You could also try to source something like this:
https://www.seedworldusa.com/products/monoammonium-phosphate-12-61-0-water-soluble-50-lbs

Local will be way cheaper, if you can find it.


----------



## LeeB (Jul 1, 2019)

Superphosphate fertilizer would be best if you can get it, otherwise you could use an ammonium phosphate or phosphate fertilizer. If those aren't available, then you should be able to find starter fertilizer at most stores. Get a fertilizer with the highest middle number you can find, e.x. 15-28-12.

You live in New Jersey so finding phosphorus fertilizer may be difficult due to local laws. You may have to go to a golf/turf supply store to find it, and you may have to prove your need with the soil test in order to purchase.


----------



## gm560 (Feb 22, 2018)

LeeB said:


> Superphosphate fertilizer would be best if you can get it, otherwise you could use an ammonium phosphate or phosphate fertilizer. If those aren't available, then you should be able to find starter fertilizer at most stores. Get a fertilizer with the highest middle number you can find, e.x. 15-28-12.
> 
> You live in New Jersey so finding phosphorus fertilizer may be difficult due to local laws. You may have to go to a golf/turf supply store to find it, and you may have to prove your need with the soil test in order to purchase.

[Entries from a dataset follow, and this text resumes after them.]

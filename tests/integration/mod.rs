//! Integration test suite for rondo.
//!
//! These tests exercise the full pipeline from raw input text to a
//! completed plan, covering the properties the planner guarantees:
//! dependency-respecting priorities, dense executor packing, and
//! all-or-nothing failure on bad input.
//!
//! # Test Categories
//!
//! - `planning`: end-to-end plans and slot layout
//! - `determinism`: identical output across repeated runs
//! - `failures`: error taxonomy for malformed and cyclic input

mod fixtures;

mod determinism;
mod failures;
use serde::{Deserialize, Serialize};
use std::fs;
use std::path::{Path, PathBuf};

use crate::{rlog_debug, Error, Result};

#[derive(Debug, Clone, Serialize, Deserialize, Default)]
pub struct Config {
    /// Executor capacity to use when the CLI flag is absent.
    ///
    /// When set, this takes precedence over the input header's M value;
    /// the `--executors` flag still overrides both.
    pub default_executors: Option<usize>,
}

impl Config {
    pub fn rondo_dir() -> Result<PathBuf> {
        Ok(dirs::home_dir().ok_or(Error::NoHomeDir)?.join(".rondo"))
    }

    pub fn config_path() -> Result<PathBuf> {
        Ok(Self::rondo_dir()?.join("rondo.toml"))
    }

    pub fn load() -> Result<Self> {
        Self::load_from(&Self::config_path()?)
    }

    pub fn load_from(path: &Path) -> Result<Self> {
        rlog_debug!("Config::load path={}", path.display());
        if !path.exists() {
            rlog_debug!("Config file not found, using defaults");
            return Ok(Self::default());
        }
        let config: Self = toml::from_str(&fs::read_to_string(path)?)?;
        rlog_debug!("Config loaded: default_executors={:?}", config.default_executors);
        Ok(config)
    }

    pub fn save(&self) -> Result<()> {
        let rondo_dir = Self::rondo_dir()?;
        if !rondo_dir.exists() {
            fs::create_dir_all(&rondo_dir)?;
        }
        let path = Self::config_path()?;
        fs::write(&path, toml::to_string_pretty(self)?)?;
        rlog_debug!("Config saved to {}", path.display());
        Ok(())
    }
}
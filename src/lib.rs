//! Rondo builds execution plans for dependency-chained task sets.
//!
//! The pipeline has three sequential stages over one in-memory task graph:
//! parse the chain format into a dependency graph, level it into unique
//! priorities that respect dependency order, then pack the priority-ordered
//! tasks onto a fixed number of executors across successive iterations.
//! The whole computation is a pure function from input text to either a
//! completed [`planner::Plan`] or a typed [`Error`]; there is no partial
//! plan on failure.

pub mod config;
pub mod core;
pub mod error;
pub mod log;
pub mod planner;

pub use crate::config::Config;
pub use crate::core::{Slot, Task, TaskGraph};
pub use crate::error::{Error, Result};
pub use crate::planner::Plan;
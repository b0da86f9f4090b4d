//! The planning pipeline: parse, level, assign.
//!
//! `Plan::build` is the whole computation as a pure function from input
//! text to either a completed plan or a typed error. The three stages run
//! sequentially over one task graph; there is no partial plan on failure.

pub mod assigner;
pub mod leveler;
pub mod parser;

use crate::core::{Task, TaskGraph};
use crate::error::Result;
use crate::rlog_warn;

/// A completed execution plan.
///
/// Every task in the plan carries a resolved priority and a scheduled
/// (iteration, executor) slot.
#[derive(Debug)]
pub struct Plan {
    /// Declared task count from the input header (informational).
    pub declared_count: usize,
    /// Executor capacity the plan was built for.
    pub executors: usize,
    graph: TaskGraph,
}

impl Plan {
    /// Build a plan from raw input text using the header's executor count.
    pub fn build(input: &str) -> Result<Self> {
        Self::build_with_executors(input, None)
    }

    /// Build a plan, optionally overriding the header's executor count.
    ///
    /// The override exists for the surrounding CLI layer; the input format
    /// itself always carries a capacity in the header.
    pub fn build_with_executors(input: &str, executors: Option<usize>) -> Result<Self> {
        let mut parsed = parser::parse(input)?;
        let executors = executors.unwrap_or(parsed.executors);

        if parsed.declared_count != parsed.graph.task_count() {
            rlog_warn!(
                "Header declares {} task(s) but input defines {}",
                parsed.declared_count,
                parsed.graph.task_count()
            );
        }

        leveler::assign_priorities(&mut parsed.graph)?;
        assigner::assign_slots(&mut parsed.graph, executors)?;

        Ok(Self {
            declared_count: parsed.declared_count,
            executors,
            graph: parsed.graph,
        })
    }

    /// The planned tasks, sorted ascending by priority.
    pub fn tasks(&self) -> Vec<&Task> {
        let mut tasks: Vec<_> = self.graph.tasks().collect();
        tasks.sort_by_key(|task| task.priority);
        tasks
    }

    /// Number of tasks in the plan.
    pub fn task_count(&self) -> usize {
        self.graph.task_count()
    }

    /// Number of dependency edges in the plan.
    pub fn dependency_count(&self) -> usize {
        self.graph.dependency_count()
    }

    /// Number of iterations the plan spans: ceil(tasks / executors).
    pub fn iterations(&self) -> u32 {
        self.graph
            .tasks()
            .filter_map(|task| task.slot)
            .map(|slot| slot.iteration)
            .max()
            .unwrap_or(0)
    }

    /// The underlying task graph.
    pub fn graph(&self) -> &TaskGraph {
        &self.graph
    }
}
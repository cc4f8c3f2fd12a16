//! Tracing subscriber setup
//!
//! Logs go to stderr by default. With `--log-file` they go to a file through
//! a non-blocking writer, so log lines never interleave with dashboard output.

use anyhow::{Context, Result};
use std::path::Path;
use tracing_appender::non_blocking::WorkerGuard;
use tracing_subscriber::EnvFilter;

/// Default filter for the given verbosity flags
///
/// `RUST_LOG` takes precedence when set.
pub fn default_directive(verbose: u8, quiet: bool) -> &'static str {
    if quiet {
        return "error";
    }
    match verbose {
        0 => "warn",
        1 => "info",
        2 => "debug",
        _ => "trace",
    }
}

/// Install the global subscriber.
///
/// Keep the returned guard alive for the life of the program; dropping it
/// flushes the file writer.
pub fn init(verbose: u8, quiet: bool, log_file: Option<&Path>) -> Result<Option<WorkerGuard>> {
    let filter = EnvFilter::try_from_default_env()
        .unwrap_or_else(|_| EnvFilter::new(default_directive(verbose, quiet)));

    match log_file {
        Some(path) => {
            let file_name = path
                .file_name()
                .with_context(|| format!("Invalid log file path: {}", path.display()))?;
            let directory = match path.parent() {
                Some(parent) if !parent.as_os_str().is_empty() => parent,
                _ => Path::new("."),
            };
            std::fs::create_dir_all(directory)
                .with_context(|| format!("Failed to create log directory: {}", directory.display()))?;

            let appender = tracing_appender::rolling::never(directory, file_name);
            let (writer, guard) = tracing_appender::non_blocking(appender);
            tracing_subscriber::fmt()
                .with_env_filter(filter)
                .with_writer(writer)
                .with_ansi(false)
                .init();
            Ok(Some(guard))
        }
        None => {
            tracing_subscriber::fmt()
                .with_env_filter(filter)
                .with_writer(std::io::stderr)
                .init();
            Ok(None)
        }
    }
}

This is right. The NJ laws make it tough to find certain things, like all fast release N and high phos. As a result, like@LeeB alluded to, using a starter is probably the most feasible. Highest P I have seen is something like a 18-24-12. The rules are you shouldn't use something like this unless you are establishing new grass or you have a soil test showing a deficiency, so you check both boxes! I have never seen anyone ask for proof, but probably not a bad idea to be armed with the soil test results if you are going to SiteOne or something just in case you get a stickler behind the counter.


----------



## Jonslawn (Apr 30, 2021)

gm560 said:


> LeeB said:
> 
> 
> > Superphosphate fertilizer would be best if you can get it, otherwise you could use an ammonium phosphate or phosphate fertilizer. If those aren't available, then you should be able to find starter fertilizer at most stores. Get a fertilizer with the highest middle number you can find, e.x. 15-28-12.
> ...


What if your lawn is basically established but your soil test showed very low phosphorous and I'm trying to bring that back up?


----------



## g-man (Jun 15, 2017)

Check the soil remediation guide for options/rates on how to address most of the soil issues.


----------